The focus will be on the home pages of five Connecticut newspapers’ websites. In no particular order, this will include: Hartford Courant, CT Post, The Day, Shelton Herald, and The Chronicle.
To get started, install the following packages:
pacman::p_load(tidyverse, tidytext, textclean, tokenizers, markovchain)
pacman::p_load(stm, rvest, tm)
pacman::p_load(gutenbergr)
library(textdata)
## Warning: package 'textdata' was built under R version 4.0.4
library(cowplot)
## Warning: package 'cowplot' was built under R version 4.0.3
library(hrbrthemes)
## Warning: package 'hrbrthemes' was built under R version 4.0.4
library(textdata)
To start, I will pull the data from the homepage, and then view the text to see if any lines should be removed.

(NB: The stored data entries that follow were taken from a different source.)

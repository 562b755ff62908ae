use std::{process::ExitCode, time::Duration};

use clap::Parser;
use welfund::{
    api, build_state,
    config::{CliArgs, Config},
    reconcile::spawn_reconciler,
    telemetry, StartupError,
};

async fn run(config: Config) -> Result<(), StartupError> {
    let addr = config.listen_addr()?;
    let mut state = build_state(&config)?;
    state.metrics = Some(telemetry::install_metrics()?);

    if config.reconcile.interval_secs > 0 {
        state.cache.reconcile_all(&state.ledger)?;
        spawn_reconciler(
            state.cache.clone(),
            state.ledger.clone(),
            Duration::from_secs(config.reconcile.interval_secs),
        );
    }

    let app = api::router(state);
    tracing::info!(%addr, "API listening");

    axum::Server::bind(&addr)
        .serve(app.into_make_service())
        .await?;
    Ok(())
}

#[tokio::main]
async fn main() -> ExitCode {
    let cli = CliArgs::parse();
    let config = Config::load(&cli);
    telemetry::init_tracing(&config.logging);

    tracing::info!(
        config_file = %cli.config,
        storage = ?config.storage.backend,
        loan_fund = %config.funds.loan_fund,
        "Welfund starting"
    );

    match run(config).await {
        Ok(()) => ExitCode::SUCCESS,
        Err(e) => {
            tracing::error!(error = %e, "Welfund failed to start");
            ExitCode::FAILURE
        }
    }
}
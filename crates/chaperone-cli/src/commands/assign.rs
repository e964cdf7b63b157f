//! Batch adult assignment.

use chaperone_core::CalendarGateway;

/// Assign an adult to each of the given events, sequentially. Events already
/// updated stay updated if a later one fails.
pub fn run(event_ids: &[String], adult_email: &str) -> Result<(), Box<dyn std::error::Error>> {
    let config = super::configured()?;
    if !config
        .adult_emails
        .iter()
        .any(|e| e.eq_ignore_ascii_case(adult_email))
    {
        return Err(format!("{adult_email} is not on the adult roster").into());
    }

    let gateway = CalendarGateway::new(&config.calendar_id);
    let runtime = tokio::runtime::Runtime::new()?;
    runtime.block_on(async {
        let token = super::bearer(&config).await?;
        gateway
            .assign_adult(&token, event_ids, adult_email, &config.adult_emails)
            .await
            .map_err(Box::<dyn std::error::Error>::from)
    })?;

    println!("Assigned {adult_email} to {} event(s)", event_ids.len());
    Ok(())
}
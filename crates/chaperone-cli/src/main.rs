use clap::{Parser, Subcommand};

mod commands;

#[derive(Parser)]
#[command(name = "chaperone", version, about = "Chaperone CLI")]
struct Cli {
    #[command(subcommand)]
    command: Commands,
}

#[derive(Subcommand)]
enum Commands {
    /// Event views: list, agenda, counts
    Events {
        #[command(subcommand)]
        action: commands::events::EventsAction,
    },
    /// Assign an adult to one or more events
    Assign {
        /// Event ids to assign
        #[arg(required = true)]
        event_ids: Vec<String>,
        /// Email of the adult to assign
        #[arg(long)]
        adult: String,
    },
    /// Accept an event invite as the given adult
    Accept {
        /// Event id to accept
        event_id: String,
        /// Email of the accepting adult
        #[arg(long)]
        email: String,
    },
    /// Authentication management
    Auth {
        #[command(subcommand)]
        action: commands::auth::AuthAction,
    },
    /// Configuration management
    Config {
        #[command(subcommand)]
        action: commands::config::ConfigAction,
    },
}

fn main() {
    tracing_subscriber::fmt()
        .with_env_filter(
            tracing_subscriber::EnvFilter::from_default_env()
                .add_directive(tracing::Level::WARN.into()),
        )
        .init();

    let cli = Cli::parse();
    let result = match cli.command {
        Commands::Events { action } => commands::events::run(action),
        Commands::Assign { event_ids, adult } => commands::assign::run(&event_ids, &adult),
        Commands::Accept { event_id, email } => commands::accept::run(&event_id, &email),
        Commands::Auth { action } => commands::auth::run(action),
        Commands::Config { action } => commands::config::run(action),
    };

    if let Err(e) = result {
        eprintln!("error: {e}");
        std::process::exit(1);
    }
}
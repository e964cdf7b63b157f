//! Google Calendar API gateway.
//!
//! Supplies raw events (enriched into [`CalendarEvent`]s on the way in) and
//! performs the attendee-list mutations behind assignment and acceptance.
//! The caller supplies a valid bearer credential; refresh is the session
//! layer's job (see [`super::oauth`]).

use chrono::{DateTime, Duration, NaiveDate, NaiveDateTime, NaiveTime, Utc};
use reqwest::StatusCode;
use serde_json::{json, Value};
use tracing::{debug, info};

use crate::assignment::classify;
use crate::error::GatewayError;
use crate::event::{Attendee, CalendarEvent};
use crate::kid::detect_kid;

const DEFAULT_API_BASE: &str = "https://www.googleapis.com/calendar/v3";

/// How far ahead a fetch looks, matching the scheduling horizon of the view.
const FETCH_HORIZON_DAYS: i64 = 30;

/// Client for one shared calendar.
pub struct CalendarGateway {
    calendar_id: String,
    api_base: String,
    client: reqwest::Client,
}

impl CalendarGateway {
    pub fn new(calendar_id: &str) -> Self {
        Self::with_api_base(calendar_id, DEFAULT_API_BASE)
    }

    /// Client against a non-default API base; used by tests.
    pub fn with_api_base(calendar_id: &str, api_base: &str) -> Self {
        Self {
            calendar_id: calendar_id.to_string(),
            api_base: api_base.trim_end_matches('/').to_string(),
            client: reqwest::Client::new(),
        }
    }

    /// Fetch the upcoming-events snapshot and enrich each item with
    /// assignment status and child attribution.
    ///
    /// Asks the API for already-expanded single instances, ordered by start
    /// time, within the scheduling horizon. The result fully supersedes any
    /// previously fetched collection.
    pub async fn list_events(
        &self,
        access_token: &str,
        adult_emails: &[String],
        kid_names: &[String],
    ) -> Result<Vec<CalendarEvent>, GatewayError> {
        let now = Utc::now();
        let horizon = now + Duration::days(FETCH_HORIZON_DAYS);

        let params = [
            ("timeMin", now.to_rfc3339()),
            ("timeMax", horizon.to_rfc3339()),
            ("singleEvents", "true".to_string()),
            ("orderBy", "startTime".to_string()),
        ];
        let query = params
            .iter()
            .map(|(k, v)| format!("{}={}", k, urlencoding::encode(v)))
            .collect::<Vec<_>>()
            .join("&");
        let url = format!(
            "{}/calendars/{}/events?{}",
            self.api_base, self.calendar_id, query
        );

        let resp = self
            .client
            .get(&url)
            .bearer_auth(access_token)
            .send()
            .await?;
        let body: Value = check_response(resp).await?.json().await?;

        if let Some(err) = body.get("error") {
            return Err(GatewayError::CalendarApi(err.to_string()));
        }

        let items = body["items"].as_array().cloned().unwrap_or_default();
        let events = items
            .iter()
            .map(|item| event_from_item(item, adult_emails, kid_names))
            .collect::<Result<Vec<_>, _>>()?;

        debug!(count = events.len(), calendar = %self.calendar_id, "fetched events");
        Ok(events)
    }

    /// Assign an adult to each listed event, sequentially.
    ///
    /// Per event: read current attendees, strip every roster adult
    /// (case-insensitively), append the new adult as `needsAction`, write
    /// back with notifications. Earlier successes are not rolled back when a
    /// later event fails; the error reports the batch as a whole.
    pub async fn assign_adult(
        &self,
        access_token: &str,
        event_ids: &[String],
        adult_email: &str,
        adult_emails: &[String],
    ) -> Result<(), GatewayError> {
        let roster: Vec<String> = adult_emails.iter().map(|e| e.to_lowercase()).collect();

        for event_id in event_ids {
            let event = self.get_event(access_token, event_id).await?;
            let existing = event["attendees"].as_array().cloned().unwrap_or_default();

            let mut updated: Vec<Value> = existing
                .into_iter()
                .filter(|a| {
                    !a["email"]
                        .as_str()
                        .is_some_and(|e| roster.contains(&e.to_lowercase()))
                })
                .collect();
            updated.push(json!({
                "email": adult_email,
                "responseStatus": "needsAction",
            }));

            self.patch_attendees(access_token, event_id, &updated, true)
                .await?;
            info!(event_id = %event_id, adult = %adult_email, "assigned adult");
        }

        Ok(())
    }

    /// Mark the user's own attendee entry as accepted, leaving every other
    /// attendee untouched.
    pub async fn accept_invite(
        &self,
        access_token: &str,
        event_id: &str,
        user_email: &str,
    ) -> Result<(), GatewayError> {
        let event = self.get_event(access_token, event_id).await?;
        let attendees = event["attendees"].as_array().cloned().unwrap_or_default();

        let mut matched = false;
        let updated: Vec<Value> = attendees
            .into_iter()
            .map(|mut attendee| {
                let is_user = attendee["email"]
                    .as_str()
                    .is_some_and(|e| e.to_lowercase() == user_email.to_lowercase());
                if is_user {
                    matched = true;
                    attendee["responseStatus"] = json!("accepted");
                }
                attendee
            })
            .collect();

        if !matched {
            return Err(GatewayError::NotAnAttendee {
                event_id: event_id.to_string(),
                email: user_email.to_string(),
            });
        }

        self.patch_attendees(access_token, event_id, &updated, false)
            .await?;
        info!(event_id = %event_id, email = %user_email, "accepted invite");
        Ok(())
    }

    /// Replace an event's attendee list.
    pub async fn patch_attendees(
        &self,
        access_token: &str,
        event_id: &str,
        attendees: &[Value],
        send_updates: bool,
    ) -> Result<(), GatewayError> {
        let mut url = format!(
            "{}/calendars/{}/events/{}",
            self.api_base, self.calendar_id, event_id
        );
        if send_updates {
            url.push_str("?sendUpdates=all");
        }

        let resp = self
            .client
            .patch(&url)
            .bearer_auth(access_token)
            .json(&json!({ "attendees": attendees }))
            .send()
            .await?;
        check_response(resp).await?;
        Ok(())
    }

    async fn get_event(&self, access_token: &str, event_id: &str) -> Result<Value, GatewayError> {
        let url = format!(
            "{}/calendars/{}/events/{}",
            self.api_base, self.calendar_id, event_id
        );
        let resp = self
            .client
            .get(&url)
            .bearer_auth(access_token)
            .send()
            .await?;

        if resp.status() == StatusCode::NOT_FOUND {
            return Err(GatewayError::EventNotFound {
                event_id: event_id.to_string(),
            });
        }
        Ok(check_response(resp).await?.json().await?)
    }
}

/// Translate transport/authorization outcomes at the boundary.
async fn check_response(resp: reqwest::Response) -> Result<reqwest::Response, GatewayError> {
    match resp.status() {
        status if status.is_success() => Ok(resp),
        StatusCode::UNAUTHORIZED => Err(GatewayError::AuthenticationRequired),
        status => {
            let body = resp.text().await.unwrap_or_default();
            Err(GatewayError::CalendarApi(format!("HTTP {status}: {body}")))
        }
    }
}

/// Build an enriched [`CalendarEvent`] from a raw API item.
///
/// A missing id or a missing/unparseable start token is invalid source data;
/// a missing title or end degrades gracefully.
pub fn event_from_item(
    item: &Value,
    adult_emails: &[String],
    kid_names: &[String],
) -> Result<CalendarEvent, GatewayError> {
    let id = item["id"]
        .as_str()
        .ok_or_else(|| GatewayError::InvalidEventData {
            event_id: "<unknown>".to_string(),
            reason: "missing event id".to_string(),
        })?;

    let title = item["summary"].as_str().unwrap_or("Untitled Event");
    let all_day = item["start"]["dateTime"].as_str().is_none();

    let start_raw = item["start"]["dateTime"]
        .as_str()
        .or_else(|| item["start"]["date"].as_str())
        .ok_or_else(|| GatewayError::InvalidEventData {
            event_id: id.to_string(),
            reason: "missing start instant".to_string(),
        })?;
    let start = parse_instant(start_raw).ok_or_else(|| GatewayError::InvalidEventData {
        event_id: id.to_string(),
        reason: format!("unparseable start instant: {start_raw}"),
    })?;

    let end = item["end"]["dateTime"]
        .as_str()
        .or_else(|| item["end"]["date"].as_str())
        .and_then(parse_instant)
        .unwrap_or(start);

    let attendees: Option<Vec<Attendee>> = match item.get("attendees") {
        Some(Value::Null) | None => None,
        Some(value) => Some(serde_json::from_value(value.clone())?),
    };
    let classification = classify(attendees.as_deref(), adult_emails);

    Ok(CalendarEvent {
        id: id.to_string(),
        title: title.to_string(),
        start,
        end,
        all_day,
        status: classification.status,
        kid: detect_kid(title, kid_names),
        assigned_adult: classification.assigned_adult,
    })
}

/// Parse a source instant into a local wall-clock value.
///
/// RFC 3339 offsets are dropped: the written local time is what the shared
/// calendar means. Date-only tokens (all-day events) map to midnight.
fn parse_instant(raw: &str) -> Option<NaiveDateTime> {
    if let Ok(dt) = DateTime::parse_from_rfc3339(raw) {
        return Some(dt.naive_local());
    }
    if let Ok(dt) = NaiveDateTime::parse_from_str(raw, "%Y-%m-%dT%H:%M:%S%.f") {
        return Some(dt);
    }
    if let Ok(date) = NaiveDate::parse_from_str(raw, "%Y-%m-%d") {
        return Some(date.and_time(NaiveTime::MIN));
    }
    None
}
//! Event data model shared by the core engine and the calendar gateway.
//!
//! Instants are carried as offset-naive `chrono` values: the wall-clock time
//! written on the calendar is authoritative, and all ordering, grouping, and
//! window membership is computed on the parsed values rather than raw strings.

use chrono::{NaiveDate, NaiveDateTime};
use serde::{Deserialize, Serialize};

/// Workflow state of getting an adult committed to an event.
#[derive(Debug, Clone, Copy, PartialEq, Eq, Hash, Serialize, Deserialize)]
#[serde(rename_all = "kebab-case")]
pub enum AssignmentStatus {
    NeedsAssignment,
    AwaitingResponse,
    Confirmed,
}

impl AssignmentStatus {
    /// Wire/UI identifier for this status.
    pub fn as_str(&self) -> &'static str {
        match self {
            AssignmentStatus::NeedsAssignment => "needs-assignment",
            AssignmentStatus::AwaitingResponse => "awaiting-response",
            AssignmentStatus::Confirmed => "confirmed",
        }
    }
}

impl std::str::FromStr for AssignmentStatus {
    type Err = String;

    fn from_str(s: &str) -> Result<Self, Self::Err> {
        match s {
            "needs-assignment" => Ok(AssignmentStatus::NeedsAssignment),
            "awaiting-response" => Ok(AssignmentStatus::AwaitingResponse),
            "confirmed" => Ok(AssignmentStatus::Confirmed),
            other => Err(format!("unknown assignment status: {other}")),
        }
    }
}

impl std::fmt::Display for AssignmentStatus {
    fn fmt(&self, f: &mut std::fmt::Formatter<'_>) -> std::fmt::Result {
        f.write_str(self.as_str())
    }
}

/// The adult currently attached to an event, as derived from attendee data.
#[derive(Debug, Clone, PartialEq, Eq, Serialize, Deserialize)]
#[serde(rename_all = "camelCase")]
pub struct AssignedAdult {
    /// Email with the verbatim casing found on the event.
    pub email: String,
    /// Display name, the local part of the email.
    pub name: String,
    /// Raw response state string from the calendar source.
    pub response_status: String,
}

/// A roster adult. Identity is the email, compared case-insensitively.
#[derive(Debug, Clone, PartialEq, Eq, Serialize, Deserialize)]
pub struct Adult {
    pub email: String,
    pub name: String,
}

impl Adult {
    /// Build a roster entry from an email, deriving the display name
    /// from the local part.
    pub fn from_email(email: &str) -> Self {
        Self {
            email: email.to_string(),
            name: email_local_part(email).to_string(),
        }
    }
}

/// Attendee entry as the calendar source supplies it. Both fields may be
/// absent in real data.
#[derive(Debug, Clone, Default, PartialEq, Eq, Serialize, Deserialize)]
#[serde(rename_all = "camelCase")]
pub struct Attendee {
    #[serde(default, skip_serializing_if = "Option::is_none")]
    pub email: Option<String>,
    #[serde(default, skip_serializing_if = "Option::is_none")]
    pub response_status: Option<String>,
}

/// A single, already-expanded calendar event enriched with assignment state
/// and child attribution. Recomputed wholesale on every fetch.
///
/// Invariant: `status == NeedsAssignment` exactly when `assigned_adult` is
/// `None`; any other status carries the adult whose response produced it.
#[derive(Debug, Clone, PartialEq, Serialize, Deserialize)]
#[serde(rename_all = "camelCase")]
pub struct CalendarEvent {
    /// Opaque identifier, stable across refreshes.
    pub id: String,
    pub title: String,
    pub start: NaiveDateTime,
    pub end: NaiveDateTime,
    pub all_day: bool,
    pub status: AssignmentStatus,
    /// Attributed child, if a roster name appears in the title.
    pub kid: Option<String>,
    pub assigned_adult: Option<AssignedAdult>,
}

impl CalendarEvent {
    /// Calendar day the event starts on; the grouping key for day buckets.
    pub fn start_date(&self) -> NaiveDate {
        self.start.date()
    }
}

/// Local part of an email address (text before `@`).
pub(crate) fn email_local_part(email: &str) -> &str {
    email.split('@').next().unwrap_or("")
}
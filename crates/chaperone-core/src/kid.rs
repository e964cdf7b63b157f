//! Child attribution from event titles.

/// Return the first roster name that appears in the title, case-insensitively.
///
/// Roster order is priority order, and matching is plain substring search --
/// a name embedded in unrelated text still matches. An empty roster never
/// matches.
pub fn detect_kid(title: &str, kid_names: &[String]) -> Option<String> {
    let lower_title = title.to_lowercase();
    kid_names
        .iter()
        .find(|name| lower_title.contains(&name.to_lowercase()))
        .cloned()
}
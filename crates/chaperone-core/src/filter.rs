//! Predicate composition over the enriched event collection.
//!
//! Four independent criteria, all of which must pass: status, free-text
//! search, assignee, and an optional date window. Filtering preserves input
//! order among surviving events.

use chrono::NaiveDateTime;
use serde::Serialize;

use crate::event::{AssignmentStatus, CalendarEvent};
use crate::window::DateFilter;

/// Status criterion: everything, or one exact status.
#[derive(Debug, Clone, Copy, Default, PartialEq, Eq)]
pub enum StatusFilter {
    #[default]
    All,
    Only(AssignmentStatus),
}

impl std::str::FromStr for StatusFilter {
    type Err = String;

    fn from_str(s: &str) -> Result<Self, Self::Err> {
        match s {
            "all" => Ok(StatusFilter::All),
            other => other.parse().map(StatusFilter::Only),
        }
    }
}

/// Assignee criterion. `Adult` carries a literal email compared with
/// case-sensitive equality -- deliberately stricter than the
/// case-insensitive roster matching elsewhere, because the value comes from
/// an exact-match UI selection.
#[derive(Debug, Clone, Default, PartialEq, Eq)]
pub enum AssigneeFilter {
    #[default]
    All,
    Unassigned,
    Adult(String),
}

impl AssigneeFilter {
    /// Map a UI selection value onto the criterion.
    pub fn from_selection(value: &str) -> Self {
        match value {
            "all" => AssigneeFilter::All,
            "unassigned" => AssigneeFilter::Unassigned,
            email => AssigneeFilter::Adult(email.to_string()),
        }
    }
}

/// The four filter criteria, composed with logical AND.
#[derive(Debug, Clone, Default)]
pub struct FilterCriteria {
    pub status: StatusFilter,
    /// Case-insensitive title substring; empty always passes.
    pub search: String,
    pub assignee: AssigneeFilter,
    /// Date window, resolved against the `now` passed to [`filter_events`].
    pub window: Option<DateFilter>,
}

/// Apply the criteria to a collection, returning the survivors in input
/// order. The date window is resolved once per call, not per event.
pub fn filter_events(
    events: &[CalendarEvent],
    criteria: &FilterCriteria,
    now: NaiveDateTime,
) -> Vec<CalendarEvent> {
    let window = criteria.window.map(|option| option.window(now));
    let search = criteria.search.to_lowercase();

    events
        .iter()
        .filter(|event| {
            if let StatusFilter::Only(status) = criteria.status {
                if event.status != status {
                    return false;
                }
            }
            if !search.is_empty() && !event.title.to_lowercase().contains(&search) {
                return false;
            }
            match &criteria.assignee {
                AssigneeFilter::All => {}
                AssigneeFilter::Unassigned => {
                    if event.assigned_adult.is_some() {
                        return false;
                    }
                }
                AssigneeFilter::Adult(email) => {
                    let assigned = event
                        .assigned_adult
                        .as_ref()
                        .is_some_and(|adult| adult.email == *email);
                    if !assigned {
                        return false;
                    }
                }
            }
            window.is_none_or(|w| w.contains_event(event))
        })
        .cloned()
        .collect()
}

/// Event tallies per status, for the status filter row.
#[derive(Debug, Clone, Copy, Default, PartialEq, Eq, Serialize)]
pub struct StatusCounts {
    pub all: usize,
    pub needs_assignment: usize,
    pub awaiting_response: usize,
    pub confirmed: usize,
}

pub fn status_counts(events: &[CalendarEvent]) -> StatusCounts {
    let mut counts = StatusCounts {
        all: events.len(),
        ..StatusCounts::default()
    };
    for event in events {
        match event.status {
            AssignmentStatus::NeedsAssignment => counts.needs_assignment += 1,
            AssignmentStatus::AwaitingResponse => counts.awaiting_response += 1,
            AssignmentStatus::Confirmed => counts.confirmed += 1,
        }
    }
    counts
}

/// Event tallies per date-window option, for the date filter row. Windows
/// are resolved once each; events are tested by pre-parsed start instant.
pub fn date_counts(
    events: &[CalendarEvent],
    now: NaiveDateTime,
) -> Vec<(DateFilter, usize)> {
    DateFilter::ALL
        .into_iter()
        .map(|option| {
            let window = option.window(now);
            let count = events.iter().filter(|e| window.contains_event(e)).count();
            (option, count)
        })
        .collect()
}

#[cfg(test)]
mod tests {
    use super::*;
    use crate::event::AssignedAdult;

    fn event(
        id: &str,
        title: &str,
        start: &str,
        status: AssignmentStatus,
        adult: Option<(&str, &str)>,
    ) -> CalendarEvent {
        CalendarEvent {
            id: id.to_string(),
            title: title.to_string(),
            start: start.parse().unwrap(),
            end: start.parse().unwrap(),
            all_day: false,
            status,
            kid: None,
            assigned_adult: adult.map(|(email, response)| AssignedAdult {
                email: email.to_string(),
                name: crate::event::email_local_part(email).to_string(),
                response_status: response.to_string(),
            }),
        }
    }

    fn fixture() -> Vec<CalendarEvent> {
        vec![
            event(
                "1",
                "Asa Soccer",
                "2024-01-15T10:00:00",
                AssignmentStatus::NeedsAssignment,
                None,
            ),
            event(
                "2",
                "Zola Dance",
                "2024-01-15T14:00:00",
                AssignmentStatus::Confirmed,
                Some(("parent1@gmail.com", "accepted")),
            ),
            event(
                "3",
                "Asa Piano",
                "2024-01-15T16:00:00",
                AssignmentStatus::AwaitingResponse,
                Some(("parent2@gmail.com", "needsAction")),
            ),
        ]
    }

    fn now() -> NaiveDateTime {
        "2024-01-15T08:00:00".parse().unwrap()
    }

    fn ids(events: &[CalendarEvent]) -> Vec<&str> {
        events.iter().map(|e| e.id.as_str()).collect()
    }

    #[test]
    fn default_criteria_pass_everything_in_order() {
        let result = filter_events(&fixture(), &FilterCriteria::default(), now());
        assert_eq!(ids(&result), ["1", "2", "3"]);
    }

    #[test]
    fn status_filter_matches_exactly() {
        let criteria = FilterCriteria {
            status: StatusFilter::Only(AssignmentStatus::Confirmed),
            ..FilterCriteria::default()
        };
        assert_eq!(ids(&filter_events(&fixture(), &criteria, now())), ["2"]);
    }

    #[test]
    fn search_is_case_insensitive_substring() {
        let criteria = FilterCriteria {
            search: "SOCCER".to_string(),
            ..FilterCriteria::default()
        };
        assert_eq!(ids(&filter_events(&fixture(), &criteria, now())), ["1"]);

        let criteria = FilterCriteria {
            search: "asa".to_string(),
            ..FilterCriteria::default()
        };
        assert_eq!(ids(&filter_events(&fixture(), &criteria, now())), ["1", "3"]);
    }

    #[test]
    fn unassigned_passes_only_events_without_an_adult() {
        let criteria = FilterCriteria {
            assignee: AssigneeFilter::Unassigned,
            ..FilterCriteria::default()
        };
        assert_eq!(ids(&filter_events(&fixture(), &criteria, now())), ["1"]);
    }

    #[test]
    fn assignee_email_matches_exactly() {
        let criteria = FilterCriteria {
            assignee: AssigneeFilter::Adult("parent1@gmail.com".to_string()),
            ..FilterCriteria::default()
        };
        assert_eq!(ids(&filter_events(&fixture(), &criteria, now())), ["2"]);
    }

    #[test]
    fn assignee_email_comparison_is_case_sensitive() {
        // Unlike roster matching, the assignee criterion is a literal
        // selection value; a cased variant matches nothing.
        let criteria = FilterCriteria {
            assignee: AssigneeFilter::Adult("PARENT1@GMAIL.COM".to_string()),
            ..FilterCriteria::default()
        };
        assert!(filter_events(&fixture(), &criteria, now()).is_empty());
    }

    #[test]
    fn date_window_criterion_delegates_to_the_calculator() {
        let mut events = fixture();
        events.push(event(
            "4",
            "Far Future Recital",
            "2024-03-20T10:00:00",
            AssignmentStatus::NeedsAssignment,
            None,
        ));
        let criteria = FilterCriteria {
            window: Some(DateFilter::Days7),
            ..FilterCriteria::default()
        };
        assert_eq!(ids(&filter_events(&events, &criteria, now())), ["1", "2", "3"]);
    }

    #[test]
    fn criteria_compose_as_a_conjunction() {
        // Event 3 matches status, search, and window but not assignee.
        let criteria = FilterCriteria {
            status: StatusFilter::Only(AssignmentStatus::AwaitingResponse),
            search: "piano".to_string(),
            assignee: AssigneeFilter::Adult("parent1@gmail.com".to_string()),
            window: Some(DateFilter::Days7),
        };
        assert!(filter_events(&fixture(), &criteria, now()).is_empty());

        // Relaxing the one failing criterion admits it.
        let criteria = FilterCriteria {
            assignee: AssigneeFilter::Adult("parent2@gmail.com".to_string()),
            ..criteria
        };
        assert_eq!(ids(&filter_events(&fixture(), &criteria, now())), ["3"]);
    }

    #[test]
    fn selection_values_map_onto_assignee_filter() {
        assert_eq!(AssigneeFilter::from_selection("all"), AssigneeFilter::All);
        assert_eq!(
            AssigneeFilter::from_selection("unassigned"),
            AssigneeFilter::Unassigned
        );
        assert_eq!(
            AssigneeFilter::from_selection("parent1@gmail.com"),
            AssigneeFilter::Adult("parent1@gmail.com".to_string())
        );
    }

    #[test]
    fn status_filter_parses_ui_values() {
        assert_eq!("all".parse::<StatusFilter>().unwrap(), StatusFilter::All);
        assert_eq!(
            "confirmed".parse::<StatusFilter>().unwrap(),
            StatusFilter::Only(AssignmentStatus::Confirmed)
        );
        assert!("done".parse::<StatusFilter>().is_err());
    }

    #[test]
    fn status_counts_agree_with_status_filtering() {
        let events = fixture();
        let counts = status_counts(&events);
        assert_eq!(counts.all, 3);
        for (status, expected) in [
            (AssignmentStatus::NeedsAssignment, counts.needs_assignment),
            (AssignmentStatus::AwaitingResponse, counts.awaiting_response),
            (AssignmentStatus::Confirmed, counts.confirmed),
        ] {
            let criteria = FilterCriteria {
                status: StatusFilter::Only(status),
                ..FilterCriteria::default()
            };
            assert_eq!(filter_events(&events, &criteria, now()).len(), expected);
        }
    }

    #[test]
    fn date_counts_agree_with_window_filtering() {
        let mut events = fixture();
        events.push(event(
            "4",
            "Next Month Recital",
            "2024-02-20T10:00:00",
            AssignmentStatus::NeedsAssignment,
            None,
        ));
        for (option, count) in date_counts(&events, now()) {
            let criteria = FilterCriteria {
                window: Some(option),
                ..FilterCriteria::default()
            };
            assert_eq!(filter_events(&events, &criteria, now()).len(), count);
        }
    }
}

webpage_hc = read_html("https://www.courant.com/")
hc0 = webpage_hc %>% html_nodes("p") %>% html_text()
hc1 = data.frame(text = hc0)
head(hc1,5)
tail(hc1,13)
nrow(hc1)
## [1] 30
Next, I will be actually removing those unnecessary lines, and viewing the text to make sure it only contains what I need.
hc2 <- hc1 %>%
slice(-(26:30))
head(hc2,2)
tail(hc2,2)
Once I convert it to a character, I will then remove things like punctuation and numbers, as well as make all of the letters lowercase.
hc2$text = as.character(hc2$text)
hc3 = hc2 %>% unnest_tokens(word, text,
to_lower = T,
strip_punct = T,
strip_numeric = T
)
Next, I will remove all of the stop words, which are those that do not add to the text.
hc3 %>% count(word, sort = T)
hc3 = hc3 %>% anti_join(stop_words, by = "word")
head(hc3)
hc4 = cbind.data.frame(linenumber = row_number(hc3), hc3)
head(hc4)
hc4 %>% count(word, sort = T)
I will be using the NRC Emotion Lexicon library to look at the emotions of the text.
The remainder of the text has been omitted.